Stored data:
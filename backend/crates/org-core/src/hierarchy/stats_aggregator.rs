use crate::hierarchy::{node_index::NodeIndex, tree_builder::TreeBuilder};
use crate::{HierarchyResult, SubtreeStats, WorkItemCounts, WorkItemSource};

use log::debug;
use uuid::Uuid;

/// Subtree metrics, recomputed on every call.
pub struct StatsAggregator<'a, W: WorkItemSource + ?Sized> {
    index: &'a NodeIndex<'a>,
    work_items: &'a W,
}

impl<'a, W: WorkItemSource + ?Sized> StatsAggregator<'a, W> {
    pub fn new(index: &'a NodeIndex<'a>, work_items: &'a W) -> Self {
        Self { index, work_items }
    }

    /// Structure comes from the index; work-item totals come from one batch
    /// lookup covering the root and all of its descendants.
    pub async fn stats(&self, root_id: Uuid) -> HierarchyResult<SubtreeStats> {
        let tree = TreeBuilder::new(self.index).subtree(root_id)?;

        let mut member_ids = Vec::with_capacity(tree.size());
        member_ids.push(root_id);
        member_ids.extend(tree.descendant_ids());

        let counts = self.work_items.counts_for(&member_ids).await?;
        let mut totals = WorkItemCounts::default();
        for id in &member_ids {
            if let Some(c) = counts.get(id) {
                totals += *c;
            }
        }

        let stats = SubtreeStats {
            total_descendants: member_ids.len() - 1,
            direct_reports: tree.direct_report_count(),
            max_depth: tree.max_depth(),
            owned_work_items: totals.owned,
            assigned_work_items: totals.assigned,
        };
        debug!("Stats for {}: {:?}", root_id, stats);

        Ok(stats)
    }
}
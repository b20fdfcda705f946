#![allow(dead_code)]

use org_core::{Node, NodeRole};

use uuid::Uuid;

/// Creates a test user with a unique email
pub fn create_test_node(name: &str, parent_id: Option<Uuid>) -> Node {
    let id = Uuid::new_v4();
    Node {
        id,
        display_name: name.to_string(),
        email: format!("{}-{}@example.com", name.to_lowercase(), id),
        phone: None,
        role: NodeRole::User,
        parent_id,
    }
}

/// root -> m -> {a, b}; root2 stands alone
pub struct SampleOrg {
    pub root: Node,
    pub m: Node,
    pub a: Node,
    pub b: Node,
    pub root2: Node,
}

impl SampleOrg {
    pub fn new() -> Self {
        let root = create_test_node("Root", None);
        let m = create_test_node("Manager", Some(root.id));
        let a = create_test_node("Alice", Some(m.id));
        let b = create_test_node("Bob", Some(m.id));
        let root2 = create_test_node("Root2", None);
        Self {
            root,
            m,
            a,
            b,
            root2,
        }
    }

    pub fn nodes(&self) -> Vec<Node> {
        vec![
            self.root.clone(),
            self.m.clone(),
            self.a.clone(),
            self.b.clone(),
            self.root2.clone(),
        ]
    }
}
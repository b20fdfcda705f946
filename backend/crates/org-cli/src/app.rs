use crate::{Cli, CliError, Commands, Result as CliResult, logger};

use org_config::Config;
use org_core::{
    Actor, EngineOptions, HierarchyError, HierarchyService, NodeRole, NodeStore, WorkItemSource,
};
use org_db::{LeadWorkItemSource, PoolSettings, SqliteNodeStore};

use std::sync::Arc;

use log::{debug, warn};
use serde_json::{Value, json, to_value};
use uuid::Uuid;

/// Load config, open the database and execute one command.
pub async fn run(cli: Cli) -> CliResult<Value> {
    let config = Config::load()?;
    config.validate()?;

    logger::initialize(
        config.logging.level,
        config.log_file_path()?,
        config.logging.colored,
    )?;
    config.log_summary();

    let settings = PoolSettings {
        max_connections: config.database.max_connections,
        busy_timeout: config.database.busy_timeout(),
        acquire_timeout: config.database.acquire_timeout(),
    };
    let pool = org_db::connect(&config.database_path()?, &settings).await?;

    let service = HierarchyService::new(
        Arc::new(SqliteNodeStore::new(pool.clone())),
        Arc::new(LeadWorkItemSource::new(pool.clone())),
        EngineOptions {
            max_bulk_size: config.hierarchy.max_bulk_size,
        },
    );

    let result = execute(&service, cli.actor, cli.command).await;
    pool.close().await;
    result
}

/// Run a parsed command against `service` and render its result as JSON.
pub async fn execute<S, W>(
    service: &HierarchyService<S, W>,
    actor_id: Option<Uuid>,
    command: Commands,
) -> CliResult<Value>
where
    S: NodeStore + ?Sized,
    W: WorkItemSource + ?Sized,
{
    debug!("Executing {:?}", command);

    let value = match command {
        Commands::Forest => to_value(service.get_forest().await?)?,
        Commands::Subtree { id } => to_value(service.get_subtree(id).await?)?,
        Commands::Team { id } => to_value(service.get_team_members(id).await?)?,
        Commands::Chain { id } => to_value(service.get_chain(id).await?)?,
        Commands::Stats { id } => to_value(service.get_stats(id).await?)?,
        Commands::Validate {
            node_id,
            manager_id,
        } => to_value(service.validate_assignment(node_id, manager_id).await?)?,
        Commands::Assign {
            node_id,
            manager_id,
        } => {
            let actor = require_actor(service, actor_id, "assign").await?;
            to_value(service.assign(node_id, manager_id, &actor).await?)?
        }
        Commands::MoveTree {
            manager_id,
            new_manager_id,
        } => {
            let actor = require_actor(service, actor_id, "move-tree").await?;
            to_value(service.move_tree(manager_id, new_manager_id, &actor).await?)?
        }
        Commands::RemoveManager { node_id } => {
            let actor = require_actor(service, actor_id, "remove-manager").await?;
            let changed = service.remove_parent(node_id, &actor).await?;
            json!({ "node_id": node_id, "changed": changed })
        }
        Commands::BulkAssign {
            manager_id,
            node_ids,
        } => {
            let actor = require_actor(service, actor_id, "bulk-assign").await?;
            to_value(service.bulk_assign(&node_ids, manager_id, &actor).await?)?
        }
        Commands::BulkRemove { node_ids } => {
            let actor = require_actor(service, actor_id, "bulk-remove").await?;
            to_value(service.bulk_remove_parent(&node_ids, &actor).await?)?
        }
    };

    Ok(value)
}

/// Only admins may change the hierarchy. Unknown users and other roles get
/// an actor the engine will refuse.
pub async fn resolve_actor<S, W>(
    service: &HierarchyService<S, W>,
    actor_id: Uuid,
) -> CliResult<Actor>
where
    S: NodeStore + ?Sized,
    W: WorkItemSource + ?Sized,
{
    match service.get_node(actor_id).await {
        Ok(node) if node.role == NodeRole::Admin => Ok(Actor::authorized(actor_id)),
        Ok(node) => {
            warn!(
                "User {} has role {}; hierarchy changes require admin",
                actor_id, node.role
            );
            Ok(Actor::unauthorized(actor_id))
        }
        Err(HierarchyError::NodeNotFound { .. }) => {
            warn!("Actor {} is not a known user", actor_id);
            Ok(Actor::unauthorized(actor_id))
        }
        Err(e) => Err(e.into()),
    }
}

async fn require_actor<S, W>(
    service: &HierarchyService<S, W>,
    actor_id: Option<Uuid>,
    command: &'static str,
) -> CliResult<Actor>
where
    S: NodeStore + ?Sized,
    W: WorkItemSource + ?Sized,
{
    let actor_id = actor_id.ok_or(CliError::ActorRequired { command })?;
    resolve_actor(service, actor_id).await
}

§ EXERCISE INSTRUCTIONS
Copy out each line of the entries that holds "totals".

§ EXERCISE SOLUTION
    /// Structure comes from the index; work-item totals come from one batch
        let mut totals = WorkItemCounts::default();
                totals += *c;
            owned_work_items: totals.owned,
            assigned_work_items: totals.assigned,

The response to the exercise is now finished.